# EXERCISE BRIEF
Every record shown here needs to be repeated exactly.

### INPUT DATA ###

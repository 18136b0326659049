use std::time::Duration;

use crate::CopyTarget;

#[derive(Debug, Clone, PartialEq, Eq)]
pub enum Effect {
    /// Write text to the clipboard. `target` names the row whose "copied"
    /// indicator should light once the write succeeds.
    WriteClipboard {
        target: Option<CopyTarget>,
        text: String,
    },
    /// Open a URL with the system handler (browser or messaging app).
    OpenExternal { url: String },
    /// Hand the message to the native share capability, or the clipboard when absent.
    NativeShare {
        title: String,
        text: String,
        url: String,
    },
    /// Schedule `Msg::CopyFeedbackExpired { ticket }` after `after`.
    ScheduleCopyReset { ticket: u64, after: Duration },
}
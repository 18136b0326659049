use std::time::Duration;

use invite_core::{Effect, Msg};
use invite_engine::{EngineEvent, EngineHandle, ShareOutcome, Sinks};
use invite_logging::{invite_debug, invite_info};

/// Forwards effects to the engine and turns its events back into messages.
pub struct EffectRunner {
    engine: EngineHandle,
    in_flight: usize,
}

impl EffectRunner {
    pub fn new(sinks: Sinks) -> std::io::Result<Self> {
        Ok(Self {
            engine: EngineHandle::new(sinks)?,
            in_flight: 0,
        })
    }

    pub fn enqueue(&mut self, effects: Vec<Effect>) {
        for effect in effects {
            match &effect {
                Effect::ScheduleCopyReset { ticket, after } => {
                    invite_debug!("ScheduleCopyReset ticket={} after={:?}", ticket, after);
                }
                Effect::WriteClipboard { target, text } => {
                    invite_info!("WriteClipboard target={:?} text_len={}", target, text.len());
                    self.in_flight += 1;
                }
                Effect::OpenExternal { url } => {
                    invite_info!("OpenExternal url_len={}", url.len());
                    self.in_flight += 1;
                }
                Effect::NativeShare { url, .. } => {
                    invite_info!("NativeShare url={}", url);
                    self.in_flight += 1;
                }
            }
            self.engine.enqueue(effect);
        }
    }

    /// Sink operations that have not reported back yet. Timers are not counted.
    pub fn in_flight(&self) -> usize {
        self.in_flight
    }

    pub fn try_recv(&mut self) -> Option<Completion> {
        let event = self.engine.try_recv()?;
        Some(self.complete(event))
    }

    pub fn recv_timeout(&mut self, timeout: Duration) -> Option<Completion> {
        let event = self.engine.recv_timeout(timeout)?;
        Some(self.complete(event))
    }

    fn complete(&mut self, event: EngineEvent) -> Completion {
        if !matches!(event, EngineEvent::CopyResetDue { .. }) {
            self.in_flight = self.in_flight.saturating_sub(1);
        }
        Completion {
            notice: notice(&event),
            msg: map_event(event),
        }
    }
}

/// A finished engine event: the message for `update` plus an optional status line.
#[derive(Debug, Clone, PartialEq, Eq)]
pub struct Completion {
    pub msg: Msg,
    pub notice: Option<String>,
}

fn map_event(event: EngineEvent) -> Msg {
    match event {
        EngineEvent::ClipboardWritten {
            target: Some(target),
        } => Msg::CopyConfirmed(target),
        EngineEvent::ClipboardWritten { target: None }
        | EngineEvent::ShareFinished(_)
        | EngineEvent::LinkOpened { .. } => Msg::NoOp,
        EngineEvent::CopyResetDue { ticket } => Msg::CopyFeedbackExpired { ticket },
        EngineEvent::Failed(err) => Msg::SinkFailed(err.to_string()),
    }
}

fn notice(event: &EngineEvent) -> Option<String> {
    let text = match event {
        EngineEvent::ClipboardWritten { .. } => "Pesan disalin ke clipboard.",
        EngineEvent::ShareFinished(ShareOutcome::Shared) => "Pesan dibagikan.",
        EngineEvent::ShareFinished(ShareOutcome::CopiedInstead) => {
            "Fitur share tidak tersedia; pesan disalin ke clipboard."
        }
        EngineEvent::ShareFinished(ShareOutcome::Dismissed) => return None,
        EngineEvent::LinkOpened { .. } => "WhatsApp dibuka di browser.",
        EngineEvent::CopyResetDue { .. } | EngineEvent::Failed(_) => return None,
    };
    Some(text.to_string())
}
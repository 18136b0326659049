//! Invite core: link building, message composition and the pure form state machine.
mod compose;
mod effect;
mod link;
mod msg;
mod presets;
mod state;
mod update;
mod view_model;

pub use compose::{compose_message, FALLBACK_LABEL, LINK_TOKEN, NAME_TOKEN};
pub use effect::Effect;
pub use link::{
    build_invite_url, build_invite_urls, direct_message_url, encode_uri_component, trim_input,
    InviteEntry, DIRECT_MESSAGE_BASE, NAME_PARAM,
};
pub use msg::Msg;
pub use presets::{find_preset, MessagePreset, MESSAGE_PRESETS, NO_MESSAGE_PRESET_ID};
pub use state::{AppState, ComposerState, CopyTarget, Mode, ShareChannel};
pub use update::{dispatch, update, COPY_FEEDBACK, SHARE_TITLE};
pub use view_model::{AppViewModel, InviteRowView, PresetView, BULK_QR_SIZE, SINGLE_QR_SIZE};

###

# WORKED SOLUTION
repository 18136b0326659049
use std::time::Duration;

use crate::CopyTarget;

#[derive(Debug, Clone, PartialEq, Eq)]
pub enum Effect {
    /// Write text to the clipboard. `target` names the row whose "copied"
    /// indicator should light once the write succeeds.
    WriteClipboard {
        target: Option<CopyTarget>,
        text: String,
    },
    /// Open a URL with the system handler (browser or messaging app).
    OpenExternal { url: String },
    /// Hand the message to the native share capability, or the clipboard when absent.
    NativeShare {
        title: String,
        text: String,
        url: String,
    },
    /// Schedule `Msg::CopyFeedbackExpired { ticket }` after `after`.
    ScheduleCopyReset { ticket: u64, after: Duration },
}
repository 18136b0326659049
use std::time::Duration;

use invite_core::{Effect, Msg};
use invite_engine::{EngineEvent, EngineHandle, ShareOutcome, Sinks};
use invite_logging::{invite_debug, invite_info};

/// Forwards effects to the engine and turns its events back into messages.
pub struct EffectRunner {
    engine: EngineHandle,
    in_flight: usize,
}

impl EffectRunner {
    pub fn new(sinks: Sinks) -> std::io::Result<Self> {
        Ok(Self {
            engine: EngineHandle::new(sinks)?,
            in_flight: 0,
        })
    }

    pub fn enqueue(&mut self, effects: Vec<Effect>) {
        for effect in effects {
            match &effect {
                Effect::ScheduleCopyReset { ticket, after } => {
                    invite_debug!("ScheduleCopyReset ticket={} after={:?}", ticket, after);
                }
                Effect::WriteClipboard { target, text } => {
                    invite_info!("WriteClipboard target={:?} text_len={}", target, text.len());
                    self.in_flight += 1;
                }
                Effect::OpenExternal { url } => {
                    invite_info!("OpenExternal url_len={}", url.len());
                    self.in_flight += 1;
                }
                Effect::NativeShare { url, .. } => {
                    invite_info!("NativeShare url={}", url);
                    self.in_flight += 1;
                }
            }
            self.engine.enqueue(effect);
        }
    }

    /// Sink operations that have not reported back yet. Timers are not counted.
    pub fn in_flight(&self) -> usize {
        self.in_flight
    }

    pub fn try_recv(&mut self) -> Option<Completion> {
        let event = self.engine.try_recv()?;
        Some(self.complete(event))
    }

    pub fn recv_timeout(&mut self, timeout: Duration) -> Option<Completion> {
        let event = self.engine.recv_timeout(timeout)?;
        Some(self.complete(event))
    }

    fn complete(&mut self, event: EngineEvent) -> Completion {
        if !matches!(event, EngineEvent::CopyResetDue { .. }) {
            self.in_flight = self.in_flight.saturating_sub(1);
        }
        Completion {
            notice: notice(&event),
            msg: map_event(event),
        }
    }
}

/// A finished engine event: the message for `update` plus an optional status line.
#[derive(Debug, Clone, PartialEq, Eq)]
pub struct Completion {
    pub msg: Msg,
    pub notice: Option<String>,
}

fn map_event(event: EngineEvent) -> Msg {
    match event {
        EngineEvent::ClipboardWritten {
            target: Some(target),
        } => Msg::CopyConfirmed(target),
        EngineEvent::ClipboardWritten { target: None }
        | EngineEvent::ShareFinished(_)
        | EngineEvent::LinkOpened { .. } => Msg::NoOp,
        EngineEvent::CopyResetDue { ticket } => Msg::CopyFeedbackExpired { ticket },
        EngineEvent::Failed(err) => Msg::SinkFailed(err.to_string()),
    }
}

fn notice(event: &EngineEvent) -> Option<String> {
    let text = match event {
        EngineEvent::ClipboardWritten { .. } => "Pesan disalin ke clipboard.",
        EngineEvent::ShareFinished(ShareOutcome::Shared) => "Pesan dibagikan.",
        EngineEvent::ShareFinished(ShareOutcome::CopiedInstead) => {
            "Fitur share tidak tersedia; pesan disalin ke clipboard."
        }
        EngineEvent::ShareFinished(ShareOutcome::Dismissed) => return None,
        EngineEvent::LinkOpened { .. } => "WhatsApp dibuka di browser.",
        EngineEvent::CopyResetDue { .. } | EngineEvent::Failed(_) => return None,
    };
    Some(text.to_string())
}
repository 18136b0326659049
//! Invite core: link building, message composition and the pure form state machine.
mod compose;
mod effect;
mod link;
mod msg;
mod presets;
mod state;
mod update;
mod view_model;

pub use compose::{compose_message, FALLBACK_LABEL, LINK_TOKEN, NAME_TOKEN};
pub use effect::Effect;
pub use link::{
    build_invite_url, build_invite_urls, direct_message_url, encode_uri_component, trim_input,
    InviteEntry, DIRECT_MESSAGE_BASE, NAME_PARAM,
};
pub use msg::Msg;
pub use presets::{find_preset, MessagePreset, MESSAGE_PRESETS, NO_MESSAGE_PRESET_ID};
pub use state::{AppState, ComposerState, CopyTarget, Mode, ShareChannel};
pub use update::{dispatch, update, COPY_FEEDBACK, SHARE_TITLE};
pub use view_model::{AppViewModel, InviteRowView, PresetView, BULK_QR_SIZE, SINGLE_QR_SIZE};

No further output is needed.